Mr MacKELLAR —-(6.12 p.m.)--Before I start my contribution today, I should say that I notice that the tenor of these Estimates debates in the House of Representatives has changed enormously over the years. It is good to see the advisers in the box. They came in about half way through the second contribution during the Estimates debate and no doubt they have been assiduous in noting the remarks made by contributors to the debate.

I am disappointed to see that the Minister for Defence Science and Personnel (Mr Bilney) is not present in the chamber. I think it is a very unfortunate development that this Government has brought about; that is, that Ministers seem to take absolutely no interest in what members of parliament have to say about matters under their responsibility. We could hardly have a more urgent responsibility than the defence of the country and, particularly, the changes that have taken place in recent times due to the decision by the Government to initiate the Ready Reserve concept. We have a situation here where the Minister in this House who is responsible for this area simply has not bothered to turn up. It is a very poor reflection on the Minister and a very poor reflection on the Government.

Earlier, we heard the honourable member for Fraser (Mr Langmore). I have a modicum of respect for the honourable member for Fraser in that he should come into this House in a defence debate and take the leftish line that he did. The logical conclusion of his argument was that we should have no expenditure on defence whatsoever and that, if we did not have any expenditure on defence, obviously we would have a lot more money that we could dole out in various other ways. I find that people like this are very strong in this point of view when they do not feel under any danger themselves. It is a bit like the police. Everybody is very critical of the police until they need a policeman; and a lot of people are very critical of the defence forces and the expenditure in the defence forces until we are faced with a defence crisis, when people in the defence forces go out and risk their lives to keep the rest of us safe.

I was sorry that the honourable member for Fraser, in fact, took the line that he did. Whilst there is no doubt that the strategic situation in the world has changed very dramatically in the last few years, I am not aware of any indication that the strategic situation which Australia finds itself in is in any way more benign--to quote him--than has been the case in the past. In fact, I believe that it is less benign.
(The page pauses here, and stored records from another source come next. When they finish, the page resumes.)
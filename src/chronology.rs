//! Разбор имён помесячных листов (`mar_24`, `nov-2025`) и их хронологический порядок.

use chrono::NaiveDate;
use regex::Regex;
use std::sync::LazyLock;

static MONTH_SHEET_RE: LazyLock<Regex> = LazyLock::new(|| {
    Regex::new(r"^([a-z]{3,9})[ _\-]+(\d{2}|\d{4})$").expect("valid month sheet regex")
});

const MONTH_ALIASES: &[(&str, u32)] = &[
    ("jan", 1),
    ("january", 1),
    ("feb", 2),
    ("february", 2),
    ("mar", 3),
    ("march", 3),
    ("apr", 4),
    ("april", 4),
    ("may", 5),
    ("jun", 6),
    ("june", 6),
    ("jul", 7),
    ("july", 7),
    ("aug", 8),
    ("august", 8),
    ("sep", 9),
    ("sept", 9),
    ("september", 9),
    ("oct", 10),
    ("october", 10),
    ("nov", 11),
    ("november", 11),
    ("dec", 12),
    ("december", 12),
];

/// Ключ сортировки месяца: год и номер месяца.
#[derive(Debug, Clone, Copy, PartialEq, Eq, Hash, PartialOrd, Ord)]
pub struct MonthKey {
    /// Год (двузначные годы уже переведены в `20xx`).
    pub year: i32,
    /// Месяц, 1–12.
    pub month: u32,
}

impl MonthKey {
    /// Первое число месяца.
    #[inline]
    pub fn first_day(self) -> Option<NaiveDate> {
        NaiveDate::from_ymd_opt(self.year, self.month, 1)
    }
}

fn month_number(token: &str) -> Option<u32> {
    MONTH_ALIASES
        .iter()
        .find(|(alias, _)| *alias == token)
        .map(|(_, month)| *month)
}

/// Разбирает имя листа вида `<месяц><разделитель><год>`.
///
/// Месяц — английское название или сокращение, разделитель — пробелы,
/// `_` или `-`, год — две или четыре цифры.
///
/// ```
/// # use site_revenue_kpi::{MonthKey, parse_month_sheet_name};
/// assert_eq!(parse_month_sheet_name("Mar_24"), Some(MonthKey { year: 2024, month: 3 }));
/// assert_eq!(parse_month_sheet_name("Sheet22"), None);
/// ```
pub fn parse_month_sheet_name(name: &str) -> Option<MonthKey> {
    let lower = name.trim().to_lowercase();
    let caps = MONTH_SHEET_RE.captures(&lower)?;
    let month = month_number(caps.get(1)?.as_str())?;
    let mut year: i32 = caps.get(2)?.as_str().parse().ok()?;
    if year < 100 {
        year += 2000;
    }
    Some(MonthKey { year, month })
}

/// Оставляет только распознанные имена и сортирует их по месяцу.
///
/// Нераспознанные имена отбрасываются. Листы с одинаковым месяцем сохраняют
/// исходный порядок.
pub fn order_chronologically<S: AsRef<str>>(names: &[S]) -> Vec<String> {
    let mut parsed: Vec<(MonthKey, &str)> = names
        .iter()
        .map(AsRef::as_ref)
        .filter_map(|name| parse_month_sheet_name(name).map(|key| (key, name)))
        .collect();
    parsed.sort_by_key(|(key, _)| *key);
    parsed.into_iter().map(|(_, name)| name.to_string()).collect()
}

/// Хронологический порядок, а если ни одно имя не распознано — лексикографический
/// порядок всех имён.
pub fn order_or_lexicographic<S: AsRef<str>>(names: &[S]) -> Vec<String> {
    let ordered = order_chronologically(names);
    if !ordered.is_empty() {
        return ordered;
    }
    let mut all: Vec<String> = names.iter().map(|n| n.as_ref().to_string()).collect();
    all.sort();
    all
}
In my view, the very welcome developments that have taken place in the ending of the Cold War have brought about a situation where the risk of low level conflicts, which are no less deadly, is in fact heightened rather than lessened. I wonder how many people in this Parliament would have thought just a few years ago that we would be seeing the situation that we see today in Yugoslavia. There we have a very deadly conflict taking place. If we have a look at the entire area of central Europe and what used to be the Soviet Union, one could not say with any confidence at all that we will not be seeing some major civil conflicts as that push towards regional identities continues in its strength and form.

To suggest that, because of the very welcome changes in the relationships between the superpowers--the ending of the Cold War and the very welcome decisions in relation to strategic nuclear weaponry by both the United States and by the Soviet Union--we are somehow now living in a safer world and that Australia can pay less attention to the requirements of its own defence really flies in the face of the evidence that we see around us. We have to look only at the capacity of the defence forces of a number of countries in our region of the world to realise that that benign view is simply not in accordance with the facts.

I wanted to speak a bit more about the recent decision by the Government in relation to the Ready Reserve. I have found it quite interesting that in the past year or so the Government has known that a very detailed investigation of the Reserve structure is being undertaken by the Defence Subcommittee of the Joint Standing Committee on Foreign Affairs and Defence, yet it has made a series of decisions in relation to the Australian defence forces quite irrespective of the findings of that very detailed Joint Standing Committee review. The Defence Subcommittee of the Joint Standing Committee will be meeting very shortly to finalise its report on the Reserve. I have no doubt it will be saying something very pertinent, as it does in all defence reports.

How nice it is to see Minister Bilney in the chamber. It is good of him to grace us with his presence at this late stage of the debate. Let me come back to the fact that the Government has made these decisions in advance of the findings of the Joint Standing Committee which, I might say, has a reputation for fairness and detailed investigation of all the submissions coming to it.

Let us get back to this Ready Reserve. It is, of course, the result of three distinct suggestions dealing with a Ready Reserve or a reserve militia which have been put forward in recent years. In response to a submission from the defence chiefs, the Government has now--if one can use the phrase--bitten the bullet and established the Ready Reserve. If one talks to very senior officers within the defence forces--the ones who are at the political end of the spectrum--one will find that there is support for this. They have to support it because, of course, they are very close to the Government and are senior advisers to the Government. But if one talks to the people away from the political end, if one talks to, for instance, the personnel in the defence establishments in my electorate of Warringah, one will find a very healthy contempt--that is not too strong a word--for the Ready Reserve concept. It is a contempt not for the concept of itself, but for the way it is being implemented and the way it is having a detrimental effect on other aspects of the defence structure.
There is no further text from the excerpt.